The residential shadow inventory of distressed homes
continues to shrink according CoreLogic's monthly report for October. The improvement is across all metrics; number
of units, months supply, dollar volume and transition rates.
The inventory as of October was 2.29 million units or a
7.2 month supply at the current absorption rate. The number of units in the inventory
represented a 12.3 percent decrease from October 2011 when the inventory
consisted of 2.62 million units, an 8.6 month supply. The volume of the inventory in October was
$376 billion, down from $3.99 billion a year earlier. In September the inventory stood at 2.31
million units or a 7.7 month supply.
The shadow inventory represents the number of properties
that are seriously delinquent, in foreclosure, or in bank inventories (REO) but
not listed on Multiple Listing Services. CoreLogic uses the rates of transition
of properties from delinquency to foreclosure and foreclosure to REO to identify
the currently distressed unlisted properties most likely to become REO
properties. Properties that are not yet delinquent but may become delinquent in
the future are not included in the estimate of the current shadow inventory.

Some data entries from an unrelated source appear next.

// SPDX-License-Identifier: BUSL-1.1
// Copyright (c) 2026 Alfred Jean LLC

use crate::adapters::{DriverCall, FakeSandboxDriver};
use crate::engine::test_helpers::*;
use icarus_core::{Event, JobStatus, SandboxId};

fn created_names(driver: &FakeSandboxDriver) -> Vec<String> {
    driver
        .calls()
        .into_iter()
        .filter_map(|c| match c {
            DriverCall::Create(name) => Some(name),
            _ => None,
        })
        .collect()
}

#[tokio::test]
async fn happy_path_reaches_completed() {
    let mut ctx = setup();
    let job = ctx.submit("implement the parser").await;

    // BUILD: builder sandbox created and started with the rw workspace
    assert_eq!(ctx.status(&job), JobStatus::Building);
    let names = created_names(&ctx.driver);
    assert_eq!(names, vec![format!("icarus_builder_{}", job.id)]);
    assert!(ctx.driver.calls().contains(&DriverCall::CreateVolume(job.workspace_volume())));
    assert!(ctx.job(&job).builder_sandbox_id.is_some());

    // Builder completes; checker takes over with its own sandbox
    ctx.worker_completed(&job, None).await;
    assert_eq!(ctx.status(&job), JobStatus::Checking);
    let snapshot = ctx.job(&job);
    assert!(snapshot.builder_sandbox_id.is_none());
    assert!(snapshot.checker_sandbox_id.is_some());
    assert!(ctx.driver.calls().contains(&DriverCall::Kill(SandboxId::new("sb-1"))));
    assert!(ctx.driver.calls().contains(&DriverCall::Remove(SandboxId::new("sb-1"))));

    // Checker completes with an audit payload
    ctx.worker_completed(&job, Some(serde_json::json!({"summary": "ok"}))).await;
    assert_eq!(ctx.status(&job), JobStatus::AwaitingApproval);
    let audit = ctx.engine.state.lock().audit(job.id.as_str()).cloned().unwrap();
    assert_eq!(audit.payload["summary"], "ok");

    // Approve; commit runs and the job completes
    let status = ctx.engine.approve(job.id.as_str(), true, Some("lgtm".into())).await.unwrap();
    assert_eq!(status, JobStatus::Approved);
    ctx.settle().await;

    let done = ctx.job(&job);
    assert_eq!(done.status, JobStatus::Completed);
    assert_eq!(done.review_comment.as_deref(), Some("lgtm"));
    assert!(done.completed_at_ms.is_some());
    assert_eq!(ctx.publisher.published(), vec![job.id]);

    // The completed workspace volume is the delivered artifact
    assert!(!ctx.driver.calls().contains(&DriverCall::RemoveVolume(job.workspace_volume())));
}

#[tokio::test]
async fn transitions_are_persisted_in_order() {
    let mut ctx = setup();
    let job = ctx.submit("t").await;
    ctx.run_to_awaiting_approval(&job, serde_json::json!({"summary": "ok"})).await;
    ctx.engine.approve(job.id.as_str(), true, None).await.unwrap();
    ctx.settle().await;

    let statuses: Vec<JobStatus> = ctx
        .wal
        .lock()
        .entries_after(0)
        .unwrap()
        .into_iter()
        .filter_map(|entry| match entry.event {
            Event::JobAdvanced { id, status, .. } if id == job.id => Some(status),
            _ => None,
        })
        .collect();
    assert_eq!(
        statuses,
        vec![
            JobStatus::Building,
            JobStatus::Checking,
            JobStatus::AwaitingApproval,
            JobStatus::Approved,
            JobStatus::Completed,
        ]
    );

    // The audit record was durable before the transition it justifies
    let entries = ctx.wal.lock().entries_after(0).unwrap();
    let audit_seq = entries
        .iter()
        .find(|e| matches!(e.event, Event::AuditRecorded { .. }))
        .map(|e| e.seq)
        .unwrap();
    let awaiting_seq = entries
        .iter()
        .find(|e| {
            matches!(
                e.event,
                Event::JobAdvanced { status: JobStatus::AwaitingApproval, .. }
            )
        })
        .map(|e| e.seq)
        .unwrap();
    assert!(audit_seq < awaiting_seq);
}

#[tokio::test]
async fn checker_mount_is_read_only() {
    let mut ctx = setup();
    let job = ctx.submit("t").await;
    ctx.worker_completed(&job, None).await;

    let names = created_names(&ctx.driver);
    assert_eq!(names.len(), 2);
    assert!(names[1].starts_with("icarus_checker_"));
}

#[tokio::test]
async fn error_callback_fails_the_job() {
    let mut ctx = setup();
    let job = ctx.submit("t").await;

    ctx.worker_errored(&job, "llm 429").await;

    let failed = ctx.job(&job);
    assert_eq!(failed.status, JobStatus::Failed);
    assert_eq!(failed.error_message.as_deref(), Some("llm 429"));
    assert!(failed.builder_sandbox_id.is_none());
    // Sandbox removed and workspace destroyed
    assert!(ctx.driver.calls().contains(&DriverCall::Remove(SandboxId::new("sb-1"))));
    assert!(ctx.driver.calls().contains(&DriverCall::RemoveVolume(job.workspace_volume())));
}

#[tokio::test]
async fn checker_error_fails_the_job() {
    let mut ctx = setup();
    let job = ctx.submit("t").await;
    ctx.worker_completed(&job, None).await;

    ctx.worker_errored(&job, "audit crashed").await;
    assert_eq!(ctx.status(&job), JobStatus::Failed);
    assert_eq!(ctx.job(&job).error_message.as_deref(), Some("audit crashed"));
}

#[tokio::test]
async fn stale_completion_callback_is_a_noop() {
    let mut ctx = setup();
    let job = ctx.submit("t").await;
    ctx.run_to_awaiting_approval(&job, serde_json::json!({"summary": "ok"})).await;

    // Re-posting the checker's completion after the job moved on
    ctx.worker_completed(&job, Some(serde_json::json!({"summary": "dup"}))).await;

    assert_eq!(ctx.status(&job), JobStatus::AwaitingApproval);
    let audit = ctx.engine.state.lock().audit(job.id.as_str()).cloned().unwrap();
    assert_eq!(audit.payload["summary"], "ok");
}

#[tokio::test]
async fn spawn_failure_is_a_phase_failure() {
    let mut ctx = setup();
    ctx.driver.fail_next_create(crate::adapters::DriverError::ImageNotFound(
        "icarus-builder:latest".into(),
    ));

    let job = ctx.submit("t").await;

    let failed = ctx.job(&job);
    assert_eq!(failed.status, JobStatus::Failed);
    assert!(failed.error_message.as_deref().unwrap().contains("sandbox spawn failed"));
    assert!(failed.error_message.as_deref().unwrap().contains("image not found"));
}

#[tokio::test]
async fn audit_exists_iff_checker_completed() {
    let mut ctx = setup();
    let job = ctx.submit("t").await;
    assert!(ctx.engine.state.lock().audit(job.id.as_str()).is_none());

    ctx.worker_errored(&job, "died in build").await;
    // Never reached awaiting_approval, so no audit record
    assert!(ctx.engine.state.lock().audit(job.id.as_str()).is_none());
}

#[tokio::test]
async fn late_start_report_for_a_finished_job_is_torn_down() {
    let mut ctx = setup();
    let job = ctx.submit("t").await;
    ctx.worker_errored(&job, "died early").await;
    assert_eq!(ctx.status(&job), JobStatus::Failed);

    // A start report that raced the failure and lost: the sandbox has
    // nothing to do and is killed, and no handle is resurrected.
    ctx.engine
        .step(Event::SandboxStarted {
            job_id: job.id,
            phase: icarus_core::Phase::Build,
            sandbox_id: SandboxId::new("sb-late"),
        })
        .await;
    ctx.settle().await;

    assert!(ctx.driver.calls().contains(&DriverCall::Kill(SandboxId::new("sb-late"))));
    assert!(ctx.job(&job).builder_sandbox_id.is_none());
}

#[tokio::test]
async fn shutdown_fails_in_flight_jobs_and_kills_sandboxes() {
    let mut ctx = setup();
    let job = ctx.submit("t").await;
    assert_eq!(ctx.status(&job), JobStatus::Building);

    ctx.engine.shutdown().await;

    let failed = ctx.job(&job);
    assert_eq!(failed.status, JobStatus::Failed);
    assert_eq!(failed.error_message.as_deref(), Some("shutdown"));
    assert!(ctx.driver.calls().contains(&DriverCall::Kill(SandboxId::new("sb-1"))));

    // Draining engines refuse new work
    let result = ctx.engine.submit("late".to_string(), "/tmp/p".into()).await;
    assert!(matches!(result, Err(crate::engine::EngineError::ShuttingDown)));
}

Of the 2.3 million properties currently in the shadow inventory
1.04 million units are seriously delinquent (3.3 months' supply), 903,000 are
in some stage of foreclosure (2.8 months' supply) and 354,000 are already in
REO (1.1 months' supply).
Roll rates from
current to 90 days delinquent have decreased from 0.50 percent in October 2011
to 0.46 percent in October 2012. Rates
from 90+ days to foreclosure are down from 6.74 percent to 6.17 percent but
rates for transitions from foreclosure to current increased slightly from 0.81
percent to 0.83 percent.
"The size of the
shadow inventory continues to shrink from peak levels in terms of numbers of
units and the dollars they represent," said Anand Nallathambi, president and
CEO of CoreLogic. "We expect a gradual and progressive contraction in the
shadow inventory in 2013 as investors continue to snap up foreclosed and REO
properties and the broader recovery in housing market fundamentals takes hold."
"Almost half of the
properties in the shadow are delinquent and not yet foreclosed," said Mark
Fleming, chief economist for CoreLogic. "Given the long foreclosure timelines
in many states, the current shadow inventory stock represents little immediate
threat to a significant swing in housing market supply. Investor demand will
help to absorb the already foreclosed and REO properties in the shadow
inventory in 2013."
of the inventory in held in five states, Florida, California, Illinois, New
York and New Jersey down from 51.3 percent one year earlier. Over the three months ending in October 2012,
serious delinquencies, which are the main driver of the shadow inventory,
declined the most in Arizona (13.3 percent), California (9.7 percent), Michigan
(6.8 percent), Colorado (6.8 percent) and Wyoming (5.9 percent).